Proper elimination of toxins happens through the liver and bowels. However, if these organs cannot carry out their functions properly, or are overburdened from a poor diet of rich, oily foods and sweets, the skin becomes an additional means of elimination. With this added work, skin problems like acne are more likely to occur.
The skin keeps the body from dehydrating and keeps its temperature constant. It also offers us sensors for touch and pain, and is capable of absorbing substances, including hormones like estrogen and poisons like lead. The skin is a multi-layered system in a continual process of renewal that completes its cycle about every twenty-seven days. Since this renewal process is most active at night during sleep, sufficient rest is important.
The skin consists of several layers. The outer layer is the epidermis; the inner layer is the dermis, a tough yet elastic tissue; and the third layer, which is composed chiefly of fat cells, is called the subcutis. The epidermis repairs and renews skin tissue. The outermost cells are constantly worn away and replaced by new cells growing from below. The dermis contains the blood vessels, hair follicles, sweat glands and nerves. It is here where temperature, fluids and circulation are regulated. The fat layer serves as protection for the organs, bones and muscles, as a storehouse of energy, and as an insulator from the cold.
The primary function of hair is protection. Hair on the head protects the scalp from sunburn and injury, and prevents heat loss. Eyebrows and eyelashes guard the eyes from foreign particles. Hair in the nostrils and external ear canal prevent insects and foreign particles from entering through the nasal and auditory orifices.
Nails are tightly-packed, hardened cells of the epidermis that form a solid cover to protect the ends of the fingers and toes from injury. Although nails are clear, most of the nail body looks pink because of the blood flowing beneath it. Nails allow us to grasp and manoeuvre small objects.
The glands associated with the skin are the oil glands, sweat glands, ceruminous glands (a type of sweat gland in the ear) and mammary glands. The excretions from these glands help to eliminate waste and toxins from the body, lubricate the skin and hair to keep them soft, and prevent foreign particles from entering the body. The mammary glands release milk from a woman’s breast for nursing an infant.
Lymphatic System
The lymphatic system plays a particularly important role in the elimination of toxic waste and bacteria from the tissues, and is a vital part of the body’s immune system. It also carries digested fats away from the intestines. The lymphatic system is made up of lymph fluid, lymphatic vessels, bone marrow (the production site of lymphocytes), and other structures and organs that contain lymph, such as lymph nodes, the spleen and tonsils.

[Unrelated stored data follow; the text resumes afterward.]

//! Row label matching and month column resolution.

use crate::error::ExtractionError;
use crate::models::metrics::BrokerageMetric;
use crate::models::period::TargetPeriod;

use super::super::Result;

/// The metric whose label best covers `label`.
///
/// A metric qualifies when the lowercased label contains at least `ratio` of
/// its significant words. Among qualifying metrics the one with the most
/// matched words wins; ties go to the earlier metric.
pub fn best_metric(label: &str, ratio: f64) -> Option<BrokerageMetric> {
    let label = label.to_lowercase();
    let mut best: Option<(BrokerageMetric, usize)> = None;

    for metric in BrokerageMetric::ALL {
        let words = metric.significant_words();
        if words.is_empty() {
            continue;
        }
        let hits = words.iter().filter(|w| label.contains(w.as_str())).count();
        if hits == 0 || (hits as f64) < ratio * words.len() as f64 - f64::EPSILON {
            continue;
        }
        if best.is_none_or(|(_, best_hits)| hits > best_hits) {
            best = Some((metric, hits));
        }
    }

    best.map(|(metric, _)| metric)
}

/// Check that header months are the twelve calendar months starting at
/// January and that the target month is among them.
///
/// Returns the target's zero-based column index.
pub fn resolve_column(months: &[u32], period: TargetPeriod) -> Result<usize> {
    if !months.contains(&period.month()) {
        return Err(ExtractionError::Strategy(format!(
            "could not locate {} in header",
            period.abbreviation()
        )));
    }

    let chronological = months.len() >= 12 && months[..12].iter().copied().eq(1..=12);
    if !chronological {
        return Err(ExtractionError::UnsupportedLayout(format!(
            "header lists months {:?}, expected Jan through Dec",
            months
        )));
    }

    Ok(period.column_index())
}

#[cfg(test)]
mod tests {
    use super::*;
    use pretty_assertions::assert_eq;

    #[test]
    fn test_best_metric_prefers_most_specific_label() {
        assert_eq!(
            best_metric("Client Credits Held at Broker $ 10.1", 1.0),
            Some(BrokerageMetric::ClientCreditsHeldAtBroker)
        );
        assert_eq!(
            best_metric("FDIC Program Client Credits", 1.0),
            Some(BrokerageMetric::FdicProgramClientCredits)
        );
        assert_eq!(
            best_metric("Client Credits(1)", 1.0),
            Some(BrokerageMetric::ClientCredits)
        );
        assert_eq!(
            best_metric("Total Client DARTs", 1.0),
            Some(BrokerageMetric::TotalClientDarts)
        );
        assert_eq!(
            best_metric("Net New Accounts", 1.0),
            Some(BrokerageMetric::NetNewAccounts)
        );
        assert_eq!(
            best_metric("Cleared Avg. DART per Account (Annualized)", 1.0),
            Some(BrokerageMetric::ClearedAvgDartPerAccount)
        );
    }

    #[test]
    fn test_best_metric_rejects_partial_cover() {
        assert_eq!(best_metric("Client", 1.0), None);
        assert_eq!(best_metric("Jan Feb Mar", 1.0), None);
        assert_eq!(
            best_metric("Client", 0.5),
            Some(BrokerageMetric::ClientEquity)
        );
    }

    #[test]
    fn test_resolve_column() {
        let period = TargetPeriod::new(2025, 8).unwrap();
        let all: Vec<u32> = (1..=12).collect();
        assert_eq!(resolve_column(&all, period).unwrap(), 7);

        let missing: Vec<u32> = (1..=7).collect();
        assert!(matches!(
            resolve_column(&missing, period),
            Err(ExtractionError::Strategy(_))
        ));

        let short: Vec<u32> = (1..=8).collect();
        assert!(matches!(
            resolve_column(&short, period),
            Err(ExtractionError::UnsupportedLayout(_))
        ));

        let mid_year: Vec<u32> = (7..=12).chain(1..=6).collect();
        assert!(matches!(
            resolve_column(&mid_year, period),
            Err(ExtractionError::UnsupportedLayout(_))
        ));
    }
}
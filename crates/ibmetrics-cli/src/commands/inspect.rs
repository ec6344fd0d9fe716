//! Inspect command - print what the extractor sees in a PDF.

use std::path::PathBuf;

use clap::Args;
use console::style;

use ibmetrics_core::pdf::{DocumentSource, Page, PdfExtractor};

use super::load_config;

/// Strings whose presence hints that a page holds the metrics table.
const KEY_INDICATORS: [&str; 8] = [
    "Total Accounts",
    "Client DARTs",
    "Options Contracts",
    "Jan",
    "Feb",
    "Mar",
    "2024",
    "2025",
];

/// Arguments for the inspect command.
#[derive(Args)]
pub struct InspectArgs {
    /// PDF file to inspect
    #[arg(required = true)]
    input: PathBuf,

    /// Number of pages to show
    #[arg(short, long, default_value = "2")]
    pages: usize,

    /// Number of positioned words to show per page
    #[arg(long, default_value = "8")]
    words: usize,
}

pub async fn run(args: InspectArgs, config_path: Option<&str>) -> anyhow::Result<()> {
    let config = load_config(config_path)?;

    if !args.input.exists() {
        anyhow::bail!("Input file not found: {}", args.input.display());
    }

    let extractor = PdfExtractor::with_config(config.pdf);
    let document = extractor.open(&args.input)?;

    println!(
        "{} {}",
        style("Analyzing").bold(),
        args.input.display()
    );
    println!("Total pages: {}", document.page_count());

    for (i, page) in document.pages().iter().take(args.pages).enumerate() {
        println!();
        println!("{}", style(format!("--- Page {} ---", i + 1)).cyan());
        print_page(page, args.words);
    }

    Ok(())
}

fn print_page(page: &Page, word_limit: usize) {
    let (width, height) = page.size();
    println!("Dimensions: {:.1} x {:.1}", width, height);

    let text = page.text();
    if text.trim().is_empty() {
        println!("{}", style("No text extracted").yellow());
    } else {
        println!("Text characters: {}", text.chars().count());
        let preview: String = text.chars().take(200).collect();
        println!("First 200 characters: {:?}", preview);

        let found: Vec<&str> = KEY_INDICATORS
            .iter()
            .copied()
            .filter(|indicator| text.contains(indicator))
            .collect();
        println!("Key indicators found: {:?}", found);
    }

    let words = page.words();
    println!("Words extracted: {}", words.len());
    for word in words.iter().take(word_limit) {
        println!("  '{}' at ({:.1}, {:.1})", word.text, word.x0, word.top);
    }

    let tables = page.tables();
    println!("Tables detected: {}", tables.len());
    if let Some(table) = tables.first() {
        let columns = table.first().map_or(0, |row| row.len());
        println!("  Table 1: {} rows x {} columns", table.len(), columns);
        if let Some(header) = table.first() {
            let sample: Vec<&str> = header
                .iter()
                .take(3)
                .map(|cell| cell.as_deref().unwrap_or(""))
                .collect();
            println!("    Header sample: {:?}", sample);
        }
    }
}
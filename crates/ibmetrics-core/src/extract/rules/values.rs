//! Numeric value normalization.

use rust_decimal::Decimal;
use std::str::FromStr;

use super::patterns::{NUMERIC_TOKEN, UNIT_WORDS};

/// Strip currency symbols and thousands separators from a raw token.
///
/// The decimal representation is otherwise kept as printed: `"$1,234.50"`
/// becomes `"1234.50"`. Empty input yields an empty string.
pub fn normalize(raw: &str) -> String {
    raw.chars()
        .filter(|c| *c != '$' && *c != ',')
        .collect::<String>()
        .trim()
        .to_string()
}

/// Normalize a narrative figure, also dropping trailing unit words
/// (`"1,200,000 shares"` becomes `"1200000"`).
pub fn normalize_figure(raw: &str) -> String {
    normalize(&UNIT_WORDS.replace_all(raw, ""))
}

/// Normalized values of the numeric-looking tokens of a line, in order.
pub fn numeric_tokens(line: &str) -> Vec<String> {
    line.split_whitespace()
        .filter(|token| NUMERIC_TOKEN.is_match(token))
        .map(normalize)
        .filter(|value| !value.is_empty())
        .collect()
}

/// Parse a normalized value as a decimal.
pub fn parse_decimal(value: &str) -> Option<Decimal> {
    let cleaned = normalize(value);
    if cleaned.is_empty() {
        return None;
    }
    Decimal::from_str(&cleaned).ok()
}
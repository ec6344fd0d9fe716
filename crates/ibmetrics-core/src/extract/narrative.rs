//! Per-product figures from the press release text.

use tracing::{debug, info, warn};

use super::rules::{normalize, normalize_figure, PRODUCT_PATTERNS};
use super::Result;
use crate::error::{DocumentRole, ExtractionError};
use crate::models::config::NarrativeConfig;
use crate::models::metrics::{NarrativeData, PatternSet, Product, ProductFigures};

/// Figures recovered from the press release.
#[derive(Debug, Clone, Default)]
pub struct NarrativeResult {
    pub data: NarrativeData,
    /// Non-fatal problems, such as products no pattern matched.
    pub diagnostics: Vec<String>,
}

impl NarrativeResult {
    /// Products with no figures, in declaration order.
    pub fn missing(&self) -> Vec<Product> {
        Product::ALL
            .iter()
            .copied()
            .filter(|p| !self.data.contains_key(p))
            .collect()
    }

    pub fn is_complete(&self) -> bool {
        self.data.len() == Product::ALL.len()
    }
}

/// Applies the primary and then the backup product patterns.
pub struct NarrativeEngine {
    config: NarrativeConfig,
}

impl NarrativeEngine {
    pub fn new(config: NarrativeConfig) -> Self {
        Self { config }
    }

    /// Extract order size and commission per product.
    ///
    /// A product resolved by an earlier pattern is not reprocessed.
    pub fn extract(&self, text: &str) -> Result<NarrativeResult> {
        if text.trim().is_empty() {
            return Err(ExtractionError::NoText(DocumentRole::PressRelease));
        }

        let mut result = NarrativeResult::default();

        for rule in PRODUCT_PATTERNS.iter() {
            if rule.set == PatternSet::Backup && !self.config.use_backup_patterns {
                continue;
            }
            if result.data.contains_key(&rule.product) {
                continue;
            }

            let Some(caps) = rule.pattern.captures(text) else {
                continue;
            };
            let order_size = normalize_figure(&caps[1]);
            let commission = normalize(&caps[2]);
            if order_size.is_empty() || commission.is_empty() {
                debug!("{} {} pattern matched without values", rule.product, rule.set);
                continue;
            }

            info!(
                "Found {} via {} pattern: order size {}, commission {}",
                rule.product, rule.set, order_size, commission
            );
            result.data.insert(
                rule.product,
                ProductFigures {
                    order_size,
                    commission,
                    pattern_set: rule.set,
                },
            );
        }

        let missing = result.missing();
        if !missing.is_empty() {
            let err = ExtractionError::NarrativeIncomplete {
                missing: missing.iter().map(|p| p.name().to_string()).collect(),
            };
            warn!("{}", err);
            result.diagnostics.push(err.to_string());
        }

        Ok(result)
    }
}

impl Default for NarrativeEngine {
    fn default() -> Self {
        Self::new(NarrativeConfig::default())
    }
}

#[cfg(test)]
mod tests {
    use super::*;
    use crate::models::metrics::ProductMetric;
    use pretty_assertions::assert_eq;

    const RELEASE: &str = "\
Interactive Brokers Reports Brokerage Metrics for August 2025

Average commission per cleared commissionable order:
Stocks 1,200,000 shares $0.85
Equity Options 7.8 contracts $3.16
Futures and Future Options 3.2 contracts $4.05
";

    #[test]
    fn test_primary_patterns() {
        let result = NarrativeEngine::default().extract(RELEASE).unwrap();

        let stocks = &result.data[&Product::Stocks];
        assert_eq!(stocks.order_size, "1200000");
        assert_eq!(stocks.commission, "0.85");
        assert_eq!(stocks.pattern_set, PatternSet::Primary);

        let options = &result.data[&Product::EquityOptions];
        assert_eq!(options.get(ProductMetric::AverageOrderSize), "7.8");
        assert_eq!(options.get(ProductMetric::AverageCommission), "3.16");

        let futures = &result.data[&Product::Futures];
        assert_eq!(futures.order_size, "3.2");
        assert_eq!(futures.commission, "4.05");

        assert!(result.is_complete());
        assert!(result.diagnostics.is_empty());
    }

    #[test]
    fn test_backup_pattern_for_futures() {
        let text = "Stocks 950 shares $1.10\nFutures 2.5 contracts $3.90\n";
        let result = NarrativeEngine::default().extract(text).unwrap();

        let futures = &result.data[&Product::Futures];
        assert_eq!(futures.order_size, "2.5");
        assert_eq!(futures.commission, "3.90");
        assert_eq!(futures.pattern_set, PatternSet::Backup);

        assert_eq!(result.missing(), vec![Product::EquityOptions]);
        assert_eq!(result.diagnostics.len(), 1);
        assert!(result.diagnostics[0].contains("Equity Options"));
    }

    #[test]
    fn test_backup_pattern_for_stocks() {
        // The first Stocks row lost its digits in the text layer
        let text = "\
Prior month
Stocks , shares $0.80

Current month
Stocks 1,200,000 shares $0.85
Equity Options 7.8 contracts $3.16
Futures and Future Options 3.2 contracts $4.05
";
        let result = NarrativeEngine::default().extract(text).unwrap();

        let stocks = &result.data[&Product::Stocks];
        assert_eq!(stocks.order_size, "1200000");
        assert_eq!(stocks.commission, "0.85");
        assert_eq!(stocks.pattern_set, PatternSet::Backup);

        let options = &result.data[&Product::EquityOptions];
        assert_eq!(options.order_size, "7.8");
        assert_eq!(options.commission, "3.16");
        assert_eq!(options.pattern_set, PatternSet::Primary);

        let futures = &result.data[&Product::Futures];
        assert_eq!(futures.order_size, "3.2");
        assert_eq!(futures.pattern_set, PatternSet::Primary);

        assert!(result.is_complete());
        assert!(result.diagnostics.is_empty());
    }

    #[test]
    fn test_backup_patterns_disabled() {
        let engine = NarrativeEngine::new(NarrativeConfig {
            use_backup_patterns: false,
        });
        let result = engine.extract("Futures 2.5 contracts $3.90").unwrap();
        assert!(result.data.is_empty());
        assert_eq!(result.missing().len(), 3);
    }

    #[test]
    fn test_empty_text() {
        let err = NarrativeEngine::default().extract("   ").unwrap_err();
        assert!(matches!(
            err,
            ExtractionError::NoText(DocumentRole::PressRelease)
        ));
    }
}
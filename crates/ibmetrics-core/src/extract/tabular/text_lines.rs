//! Text-line strategy: regex catalogue over the lines under the month header.

use tracing::{debug, trace};

use super::matching::resolve_column;
use super::TabularStrategy;
use crate::error::{DocumentRole, ExtractionError};
use crate::extract::rules::{numeric_tokens, DART_PER_ACCOUNT, METRIC_RULES};
use crate::extract::Result;
use crate::models::config::TabularConfig;
use crate::models::metrics::{BrokerageMetric, MetricMap};
use crate::models::period::{months_in_line, token_is_month, TargetPeriod};
use crate::pdf::Document;

/// Matches metric rows in the document text and picks the value at the
/// target month's position among the row's numeric tokens.
pub struct TextLineStrategy {
    line_window: usize,
}

impl TextLineStrategy {
    pub fn new(config: &TabularConfig) -> Self {
        Self {
            line_window: config.line_window,
        }
    }

    /// Index of the first line naming Jan, Feb, Mar and the target month.
    fn find_header(lines: &[&str], period: TargetPeriod) -> Option<usize> {
        lines.iter().position(|line| {
            let tokens: Vec<&str> = line.split_whitespace().collect();
            ["Jan", "Feb", "Mar", period.abbreviation()]
                .iter()
                .all(|abbr| tokens.iter().any(|t| token_is_month(t, abbr)))
        })
    }

    /// Extract metrics from raw text.
    pub fn extract_text(&self, text: &str, period: TargetPeriod) -> Result<MetricMap> {
        if text.trim().is_empty() {
            return Err(ExtractionError::NoText(DocumentRole::Brokerage));
        }

        let year = period.year().to_string();
        if !text.contains(&year) {
            return Err(ExtractionError::Strategy(format!(
                "target year {} not found in document",
                year
            )));
        }

        let lines: Vec<&str> = text.lines().collect();
        let header = Self::find_header(&lines, period).ok_or_else(|| {
            ExtractionError::Strategy(format!(
                "could not find header line with {}",
                period.abbreviation()
            ))
        })?;
        trace!("Header line: {}", lines[header]);

        let column = resolve_column(&months_in_line(lines[header]), period)?;
        debug!(
            "Target month {} mapped to data column {}",
            period.abbreviation(),
            column
        );

        let mut metrics = MetricMap::new();
        let end = (header + 1 + self.line_window).min(lines.len());

        for idx in header + 1..end {
            let line = lines[idx].trim();
            if line.is_empty() {
                continue;
            }

            // Wrapped labels continue on the next line
            let combined = match lines.get(idx + 1).map(|l| l.trim()) {
                Some(next)
                    if !next.is_empty()
                        && (next.contains("Annualized") || line.split_whitespace().count() < 3) =>
                {
                    format!("{} {}", line, next)
                }
                _ => line.to_string(),
            };

            for rule in METRIC_RULES.iter() {
                if metrics.contains_key(&rule.metric) || !rule.matches(&combined) {
                    continue;
                }
                let values = numeric_tokens(&combined);
                trace!("Line: {} numeric parts: {:?}", combined, values);
                if let Some(value) = values.into_iter().nth(column) {
                    debug!("Found {}: {}", rule.metric, value);
                    metrics.insert(rule.metric, value);
                }
            }

            let dart = BrokerageMetric::ClearedAvgDartPerAccount;
            if DART_PER_ACCOUNT.is_match(line) && !metrics.contains_key(&dart) {
                if let Some(value) = numeric_tokens(&combined).into_iter().nth(column) {
                    debug!("Found {}: {}", dart, value);
                    metrics.insert(dart, value);
                }
            }
        }

        Ok(metrics)
    }
}

impl TabularStrategy for TextLineStrategy {
    fn name(&self) -> &'static str {
        "text-line"
    }

    fn extract(&self, document: &Document, period: TargetPeriod) -> Result<MetricMap> {
        self.extract_text(&document.text(), period)
    }
}
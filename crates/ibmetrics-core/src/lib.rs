//! Core library for monthly brokerage metrics extraction.
//!
//! This crate provides:
//! - PDF access (per-page text, positioned words, detected tables, envelope unwrapping)
//! - Reporting period resolution from hints and document content
//! - Tabular metric extraction with an ordered strategy cascade
//! - Press release product figures via narrative patterns
//! - Mapping onto the canonical 20-column schema, including the derived cash ratio

pub mod error;
pub mod extract;
pub mod mapping;
pub mod models;
pub mod pdf;
pub mod pipeline;

pub use error::{DocumentRole, ExtractionError, IbmError, PdfError, Result};
pub use extract::{
    NarrativeEngine, NarrativeResult, PeriodResolver, TabularEngine, TabularResult,
    TabularStrategy,
};
pub use mapping::{map_record, MappedRecord};
pub use models::config::IbmConfig;
pub use models::metrics::{BrokerageMetric, MetricMap, NarrativeData, Product, ProductMetric};
pub use models::period::TargetPeriod;
pub use models::schema::{CanonicalRecord, FieldSpec, Source, SCHEMA};
pub use pdf::{Document, DocumentSource, Page, PdfExtractor};
pub use pipeline::{PairProcessor, PairReport};
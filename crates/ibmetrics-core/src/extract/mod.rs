//! Metric extraction: period resolution, the tabular strategy cascade and
//! the press release patterns.

pub mod narrative;
pub mod period;
pub mod rules;
pub mod tabular;

pub use narrative::{NarrativeEngine, NarrativeResult};
pub use period::PeriodResolver;
pub use tabular::{TabularEngine, TabularResult, TabularStrategy};

use tracing::debug;

use crate::error::ExtractionError;
use crate::models::metrics::MetricMap;

/// Result type for extraction operations.
pub type Result<T> = std::result::Result<T, ExtractionError>;

/// Tagged result of running one tabular strategy.
#[derive(Debug)]
pub enum StrategyOutcome {
    /// Enough metrics to stop the cascade.
    Sufficient(MetricMap),
    /// The strategy ran but found too few metrics.
    Insufficient { metrics: MetricMap, reason: String },
    /// The strategy could not run to completion.
    Failed(ExtractionError),
}

impl StrategyOutcome {
    /// Classify a strategy result against the metric threshold.
    pub fn classify(strategy: &str, result: Result<MetricMap>, min_metrics: usize) -> Self {
        match result {
            Ok(metrics) if metrics.len() >= min_metrics && !metrics.is_empty() => {
                StrategyOutcome::Sufficient(metrics)
            }
            Ok(metrics) => {
                let reason = ExtractionError::StrategyInsufficient {
                    strategy: strategy.to_string(),
                    found: metrics.len(),
                    reason: format!("need at least {}", min_metrics.max(1)),
                }
                .to_string();
                StrategyOutcome::Insufficient { metrics, reason }
            }
            Err(e) => StrategyOutcome::Failed(e),
        }
    }
}

/// One strategy run within a cascade.
#[derive(Debug)]
pub struct Attempt {
    pub strategy: &'static str,
    pub outcome: StrategyOutcome,
}

/// The winning strategy of a cascade.
#[derive(Debug, Clone)]
pub struct Selection {
    pub strategy: &'static str,
    pub metrics: MetricMap,
    /// Diagnostics of the strategies tried before the winner.
    pub diagnostics: Vec<String>,
}

/// Consume attempts until the first sufficient one.
///
/// Attempts are pulled lazily, so strategies after the winner never run.
/// When none is sufficient the error lists every attempt's diagnostic.
pub fn select_first_sufficient<I>(attempts: I) -> Result<Selection>
where
    I: IntoIterator<Item = Attempt>,
{
    let mut diagnostics = Vec::new();
    for attempt in attempts {
        match attempt.outcome {
            StrategyOutcome::Sufficient(metrics) => {
                return Ok(Selection {
                    strategy: attempt.strategy,
                    metrics,
                    diagnostics,
                });
            }
            StrategyOutcome::Insufficient { metrics, reason } => {
                debug!(
                    "{} strategy insufficient with {} metrics",
                    attempt.strategy,
                    metrics.len()
                );
                diagnostics.push(reason);
            }
            StrategyOutcome::Failed(e) => {
                debug!("{} strategy failed: {}", attempt.strategy, e);
                diagnostics.push(format!("{} strategy failed: {}", attempt.strategy, e));
            }
        }
    }
    Err(ExtractionError::AllStrategiesFailed {
        attempts: diagnostics,
    })
}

The clear fluid in tissue spaces, called interstitial fluid, collects accumulated waste and carries it into the lymphatic vessels where it becomes lymph. Lymphatic vessels are similar to the veins of the cardiovascular system, but the vessel walls are much thinner and have more valves. Unlike the bloodstream, the lymphatic vessels travel in one direction only, from the tissues to the bloodstream. In a continual process, this fluid collects in the tissues from the arterial system. Once it is swept up into the lymphatic system, the fluid is cleansed and filtered by the lymph nodes before it re-enters the bloodstream.
Unlike the circulatory system, the lymph vessels depend largely on muscles, not the heart, to pump fluid through its vessels. A sluggish lymphatic system is often due to lack of exercise, but it can also be the result of excess waste or fluid in the body. When an infection is being fought in nearby tissues, lymph glands become swollen with the additional burden.
If the lymphatic system is not capable of halting the progress of infection, infectious material will be allowed to spill into the bloodstream.
The tonsils and spleen are well endowed with lymphatic tissue. The tonsils, a collection of lymph nodes at the back of the throat, are defense stations designed to fight off infectious agents that are inhaled or ingested before they can do greater damage or reach farther into the body. The spleen, located in the upper left of the abdomen, does not actually filter lymph because it does not have lymphatic vessels. Its contribution to immunity is the manufacturing of lymphocytes, and the destruction of damaged or worn-out red blood cells.
Nervous System
Information from all over the body travels quickly to and from the central nervous system. This system consists of the brain and spinal cord, and the information is sent with impulses via the nerves. Some of these impulses reach speeds from anywhere between 27 and 280 miles per hour. The central nervous system is divided into two branches, the somatic (body) nervous system and the autonomic (self-governing) nervous system.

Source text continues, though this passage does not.